Skip to main content.
home | support | download

Back to List Archive

Re: diff'ing indexes

From: Peter Karman <karman(at)not-real.cray.com>
Date: Thu Oct 14 2004 - 17:48:14 GMT
hmm. very close. the only difference I can see (besides that fact that 
yours worked...damn ;) ) is that the content of the <body> tags is 
different in yours. mine were identical in <body> except that file2 had 
'some more content' and file1 'some content'.

can you see if changing the body content makes a difference for your test?
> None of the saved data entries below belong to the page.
//! Writing the accumulated [`ResultTable`] to disk.
//!
//! # Submodules
//!
//! - [`csv`]: Spreadsheet-friendly export, one column per record key
//! - [`json`]: Array of `{ "index", "record" }` objects, lossless
//!
//! Both formats are used for checkpoints and for the final file. Each write
//! replaces the previous file content.
//!
//! # Output Structure
//!
//! ```text
//! <tmp>/checkpoint_table.csv            # overwritten every `save_every` windows
//! <output_dir>/lenta_2019-01-01_2019-02-01.csv
//! ```

pub mod csv;
pub mod json;

use crate::error::Result;
use crate::models::ResultTable;
use chrono::NaiveDate;
use clap::ValueEnum;
use serde::{Deserialize, Serialize};
use std::path::{Path, PathBuf};
use tokio::fs;
use tracing::{info, instrument};

/// On-disk table format.
#[derive(Debug, Clone, Copy, Default, PartialEq, Eq, Serialize, Deserialize, ValueEnum)]
#[serde(rename_all = "lowercase")]
pub enum OutputFormat {
    #[default]
    Csv,
    Json,
}

impl OutputFormat {
    pub fn extension(self) -> &'static str {
        match self {
            OutputFormat::Csv => "csv",
            OutputFormat::Json => "json",
        }
    }
}

/// Serialize `table` in `format` and write it to `path`, replacing any existing file.
#[instrument(level = "debug", skip_all, fields(path = %path.display(), rows = table.len()))]
pub async fn write_table(table: &ResultTable, path: &Path, format: OutputFormat) -> Result<()> {
    let bytes = match format {
        OutputFormat::Csv => self::csv::to_csv_bytes(table)?,
        OutputFormat::Json => self::json::to_json_bytes(table)?,
    };
    if let Some(parent) = path.parent().filter(|p| !p.as_os_str().is_empty()) {
        fs::create_dir_all(parent).await?;
    }
    fs::write(path, bytes).await?;
    info!(path = %path.display(), rows = table.len(), "Wrote table");
    Ok(())
}

/// Path of the final file for a run over `[from, to]`:
/// `<dir>/<prefix>_<from>_<to>.<ext>`.
pub fn final_output_path(
    dir: &Path,
    prefix: &str,
    from: NaiveDate,
    to: NaiveDate,
    format: OutputFormat,
) -> PathBuf {
    dir.join(format!(
        "{prefix}_{}_{}.{}",
        from.format("%Y-%m-%d"),
        to.format("%Y-%m-%d"),
        format.extension()
    ))
}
Bill Moseley wrote on 10/14/2004 12:11 PM:
> Am I reproducing correctly?
> 
> 
> moseley@bumby:/tmp/peter$ cat file?.html
> <html>
> <head>
> <title>file1</title>
> <meta name='metaA' content='foo'>
> <meta name='metaB' content='bar'>
> </head>
> 
> <body>
> some1 content1
> </body>
> </html>
> 
> <html>
> <head>
> <title>file2</title>
> <meta name='metaA' content='foo'>
> <meta name='metaB' content='bar'>
> </head>
> 
> <body>
> some2 content2
> </body>
> </html>
> 
> moseley@bumby:/tmp/peter$ cat c
> Metanames metaA metaB
> PropertyNames metaA metaB
> IgnoreTotalWordCountWhenRanking 0
> 
> 
> moseley@bumby:/tmp/peter$ cat c2
> Metanames metaB metaA
> PropertyNames metaB metaA
> IgnoreTotalWordCountWhenRanking 0
> 
> 
> moseley@bumby:/tmp/peter$ rm out.index
> 
> moseley@bumby:/tmp/peter$ swish-e -c c -i file?.html -v0
> 
> moseley@bumby:/tmp/peter$ swish-e -c c2 -i file1.html -f fileone.index -v0
> 
> moseley@bumby:/tmp/peter$ swish-e -M index.swish-e fileone.index out.index
> Input index 'index.swish-e' has 2 files and 8 words
> Input index 'fileone.index' has 1 files and 5 words
> Replaced file 'file1.html 2004-10-14 09:55:57 PDT' with 'file1.html 2004-10-14 09:55:57 PDT'
> Getting words in index 'index.swish-e':      8 words
> Getting words in index 'fileone.index':      5 words
> Processing words in index 'out.index':      8 words
> Removed      0 words no longer present in docs for index 'out.index'
> Writing main index...
> Sorting words ...
> Sorting 8 words alphabetically
> Writing header ...
> Writing index entries ...
>   Writing word text: Complete
>   Writing word hash: Complete
>   Writing word data: Complete
> 8 unique words indexed.
> 6 properties sorted.                                              
> 2 files indexed.  0 total bytes.  10 total words.
> Elapsed time: 00:00:00 CPU time: 00:00:00
> Indexing done!
> 
> 
> moseley@bumby:/tmp/peter$ swish-e -w metaa=foo -f out.index
> # SWISH format: 2.5.1
> # Search words: metaa=foo
> # Removed stopwords: 
> # Number of hits: 2
> # Search time: 0.005 seconds
> # Run time: 0.025 seconds
> 1000 file2.html "file2" 151
> 1000 file1.html "file1" 151
> .
> 

-- 
Peter Karman . http://www.cray.com/craydoc/ . karman(at)not-real.cray.com
"I love deadlines. I love the whooshing sound they make as they go by."
         - Douglas Adams
Received on Thu Oct 14 10:48:33 2004